**** Material for this task

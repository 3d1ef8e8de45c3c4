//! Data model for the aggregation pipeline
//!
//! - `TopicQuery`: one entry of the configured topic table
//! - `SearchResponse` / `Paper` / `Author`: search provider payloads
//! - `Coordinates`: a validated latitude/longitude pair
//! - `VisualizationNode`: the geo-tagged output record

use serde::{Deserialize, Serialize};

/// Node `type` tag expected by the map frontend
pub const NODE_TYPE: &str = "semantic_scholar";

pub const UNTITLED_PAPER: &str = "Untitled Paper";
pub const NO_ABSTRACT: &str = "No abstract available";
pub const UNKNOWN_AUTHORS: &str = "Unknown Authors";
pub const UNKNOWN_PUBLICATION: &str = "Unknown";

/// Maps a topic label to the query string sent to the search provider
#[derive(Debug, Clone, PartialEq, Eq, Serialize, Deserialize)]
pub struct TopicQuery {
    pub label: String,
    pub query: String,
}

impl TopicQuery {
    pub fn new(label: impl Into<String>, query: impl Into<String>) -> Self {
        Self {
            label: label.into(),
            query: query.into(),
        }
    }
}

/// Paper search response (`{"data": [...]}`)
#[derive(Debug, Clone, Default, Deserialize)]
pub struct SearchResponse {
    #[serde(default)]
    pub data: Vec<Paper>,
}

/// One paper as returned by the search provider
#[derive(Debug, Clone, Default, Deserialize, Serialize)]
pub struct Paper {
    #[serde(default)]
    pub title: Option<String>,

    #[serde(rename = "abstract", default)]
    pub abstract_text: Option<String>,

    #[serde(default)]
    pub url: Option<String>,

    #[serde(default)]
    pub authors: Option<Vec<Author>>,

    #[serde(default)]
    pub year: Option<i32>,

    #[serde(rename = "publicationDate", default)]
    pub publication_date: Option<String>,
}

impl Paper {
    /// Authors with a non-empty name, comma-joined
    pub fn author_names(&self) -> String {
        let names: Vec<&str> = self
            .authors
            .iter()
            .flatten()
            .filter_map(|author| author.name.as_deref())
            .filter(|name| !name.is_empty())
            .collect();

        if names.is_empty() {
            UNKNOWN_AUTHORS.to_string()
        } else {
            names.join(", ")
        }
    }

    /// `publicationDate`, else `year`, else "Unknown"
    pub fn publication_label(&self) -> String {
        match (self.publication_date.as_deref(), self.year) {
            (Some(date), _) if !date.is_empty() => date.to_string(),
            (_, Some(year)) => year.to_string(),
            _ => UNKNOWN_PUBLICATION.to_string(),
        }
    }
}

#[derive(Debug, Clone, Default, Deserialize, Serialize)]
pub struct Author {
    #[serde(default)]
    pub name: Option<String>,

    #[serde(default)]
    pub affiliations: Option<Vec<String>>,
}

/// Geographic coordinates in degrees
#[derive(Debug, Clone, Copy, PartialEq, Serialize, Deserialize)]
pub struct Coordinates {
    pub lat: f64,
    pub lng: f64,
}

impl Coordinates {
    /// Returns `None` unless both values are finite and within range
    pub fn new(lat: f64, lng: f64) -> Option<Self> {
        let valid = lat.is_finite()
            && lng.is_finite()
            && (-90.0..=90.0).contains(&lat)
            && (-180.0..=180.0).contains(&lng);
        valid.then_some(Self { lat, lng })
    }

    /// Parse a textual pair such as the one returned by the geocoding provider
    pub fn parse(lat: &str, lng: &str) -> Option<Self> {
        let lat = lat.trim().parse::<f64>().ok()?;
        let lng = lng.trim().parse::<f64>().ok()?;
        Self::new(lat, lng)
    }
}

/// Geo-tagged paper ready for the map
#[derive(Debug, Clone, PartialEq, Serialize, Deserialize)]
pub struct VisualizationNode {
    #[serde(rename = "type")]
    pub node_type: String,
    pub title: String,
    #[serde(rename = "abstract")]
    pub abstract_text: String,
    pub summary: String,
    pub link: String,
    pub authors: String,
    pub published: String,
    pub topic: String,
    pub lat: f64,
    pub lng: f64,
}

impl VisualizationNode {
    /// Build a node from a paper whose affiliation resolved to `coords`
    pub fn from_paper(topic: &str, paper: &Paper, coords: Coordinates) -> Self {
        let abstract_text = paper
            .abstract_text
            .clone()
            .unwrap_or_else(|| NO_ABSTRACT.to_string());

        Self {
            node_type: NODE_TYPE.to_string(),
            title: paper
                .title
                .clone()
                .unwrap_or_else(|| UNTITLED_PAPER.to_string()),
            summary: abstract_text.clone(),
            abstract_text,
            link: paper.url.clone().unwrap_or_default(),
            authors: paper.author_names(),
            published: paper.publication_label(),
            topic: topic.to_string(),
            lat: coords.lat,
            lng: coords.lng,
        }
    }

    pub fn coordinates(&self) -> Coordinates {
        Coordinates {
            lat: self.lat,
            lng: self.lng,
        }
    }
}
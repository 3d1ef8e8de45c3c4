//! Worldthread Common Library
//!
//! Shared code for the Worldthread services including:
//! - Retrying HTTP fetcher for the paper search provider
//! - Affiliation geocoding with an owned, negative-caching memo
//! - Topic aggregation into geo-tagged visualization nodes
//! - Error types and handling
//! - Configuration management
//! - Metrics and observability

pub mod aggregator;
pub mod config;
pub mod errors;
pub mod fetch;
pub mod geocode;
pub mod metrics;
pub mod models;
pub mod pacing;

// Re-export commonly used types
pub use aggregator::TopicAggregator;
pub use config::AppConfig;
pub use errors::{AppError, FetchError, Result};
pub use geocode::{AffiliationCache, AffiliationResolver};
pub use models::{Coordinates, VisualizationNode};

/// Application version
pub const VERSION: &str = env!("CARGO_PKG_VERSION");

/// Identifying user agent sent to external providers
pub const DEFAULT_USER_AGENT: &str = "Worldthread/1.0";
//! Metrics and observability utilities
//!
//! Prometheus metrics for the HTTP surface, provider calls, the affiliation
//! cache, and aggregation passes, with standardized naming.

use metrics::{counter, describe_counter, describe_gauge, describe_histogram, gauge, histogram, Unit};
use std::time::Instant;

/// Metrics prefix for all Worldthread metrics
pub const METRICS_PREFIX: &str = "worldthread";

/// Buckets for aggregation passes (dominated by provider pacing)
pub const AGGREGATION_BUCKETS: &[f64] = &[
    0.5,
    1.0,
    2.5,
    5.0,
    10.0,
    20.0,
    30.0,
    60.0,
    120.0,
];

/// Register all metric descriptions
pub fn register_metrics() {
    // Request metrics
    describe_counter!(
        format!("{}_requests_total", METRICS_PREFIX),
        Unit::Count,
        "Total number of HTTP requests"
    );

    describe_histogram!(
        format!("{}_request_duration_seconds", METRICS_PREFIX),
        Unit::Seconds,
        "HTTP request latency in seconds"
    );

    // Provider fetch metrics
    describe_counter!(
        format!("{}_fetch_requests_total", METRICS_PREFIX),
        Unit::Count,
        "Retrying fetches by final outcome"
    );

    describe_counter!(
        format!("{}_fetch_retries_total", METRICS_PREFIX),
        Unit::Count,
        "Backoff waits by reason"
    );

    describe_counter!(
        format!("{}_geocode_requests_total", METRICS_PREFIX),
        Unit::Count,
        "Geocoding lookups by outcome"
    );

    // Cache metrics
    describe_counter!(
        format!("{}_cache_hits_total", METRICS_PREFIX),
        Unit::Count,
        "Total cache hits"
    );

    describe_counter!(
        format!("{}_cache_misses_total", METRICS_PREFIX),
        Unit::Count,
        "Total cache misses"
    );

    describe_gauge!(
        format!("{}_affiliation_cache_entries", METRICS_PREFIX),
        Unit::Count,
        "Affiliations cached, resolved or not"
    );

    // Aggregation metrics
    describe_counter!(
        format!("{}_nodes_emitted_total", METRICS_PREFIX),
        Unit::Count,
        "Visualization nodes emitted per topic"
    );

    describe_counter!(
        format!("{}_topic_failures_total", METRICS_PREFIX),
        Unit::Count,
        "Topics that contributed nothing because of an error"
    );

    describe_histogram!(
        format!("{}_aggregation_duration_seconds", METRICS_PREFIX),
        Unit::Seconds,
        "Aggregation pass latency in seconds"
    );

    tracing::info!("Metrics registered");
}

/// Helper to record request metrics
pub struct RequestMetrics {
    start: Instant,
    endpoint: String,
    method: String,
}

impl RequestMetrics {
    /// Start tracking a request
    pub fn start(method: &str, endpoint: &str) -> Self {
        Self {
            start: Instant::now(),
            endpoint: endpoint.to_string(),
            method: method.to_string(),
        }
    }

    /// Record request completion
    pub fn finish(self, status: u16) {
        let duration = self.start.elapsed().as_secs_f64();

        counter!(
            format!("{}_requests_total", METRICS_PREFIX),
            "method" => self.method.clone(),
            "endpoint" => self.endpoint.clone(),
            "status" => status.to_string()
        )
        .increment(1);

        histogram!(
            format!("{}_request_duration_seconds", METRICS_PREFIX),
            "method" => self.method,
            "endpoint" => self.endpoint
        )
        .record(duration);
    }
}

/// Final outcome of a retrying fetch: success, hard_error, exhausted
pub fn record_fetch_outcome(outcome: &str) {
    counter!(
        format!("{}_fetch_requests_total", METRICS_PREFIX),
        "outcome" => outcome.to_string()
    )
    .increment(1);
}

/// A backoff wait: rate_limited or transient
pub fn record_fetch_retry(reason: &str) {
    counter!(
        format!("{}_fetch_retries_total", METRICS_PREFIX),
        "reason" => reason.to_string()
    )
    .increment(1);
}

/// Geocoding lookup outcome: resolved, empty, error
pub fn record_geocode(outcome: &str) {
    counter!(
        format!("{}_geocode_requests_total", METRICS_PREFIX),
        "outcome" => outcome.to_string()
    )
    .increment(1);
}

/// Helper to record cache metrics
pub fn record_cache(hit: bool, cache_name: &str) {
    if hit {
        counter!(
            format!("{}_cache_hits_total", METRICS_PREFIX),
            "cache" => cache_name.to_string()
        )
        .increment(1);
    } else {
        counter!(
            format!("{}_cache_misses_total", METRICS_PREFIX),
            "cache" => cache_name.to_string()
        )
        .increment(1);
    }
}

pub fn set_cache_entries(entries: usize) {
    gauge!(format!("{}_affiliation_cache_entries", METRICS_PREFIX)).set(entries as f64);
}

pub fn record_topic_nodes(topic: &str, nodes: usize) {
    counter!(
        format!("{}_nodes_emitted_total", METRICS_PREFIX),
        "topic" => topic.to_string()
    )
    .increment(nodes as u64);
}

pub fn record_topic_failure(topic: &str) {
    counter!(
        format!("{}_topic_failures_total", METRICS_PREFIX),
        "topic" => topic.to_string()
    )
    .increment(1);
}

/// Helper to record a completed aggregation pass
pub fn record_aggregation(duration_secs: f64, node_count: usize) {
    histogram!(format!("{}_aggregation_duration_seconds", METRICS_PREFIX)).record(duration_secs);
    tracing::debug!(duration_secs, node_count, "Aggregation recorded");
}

********

Wherever a line contains the string "struct", copy that line from the data.

_Written response_.
pub struct TopicQuery {
pub struct SearchResponse {
pub struct Paper {
pub struct Author {
pub struct Coordinates {
pub struct VisualizationNode {
pub struct RequestMetrics {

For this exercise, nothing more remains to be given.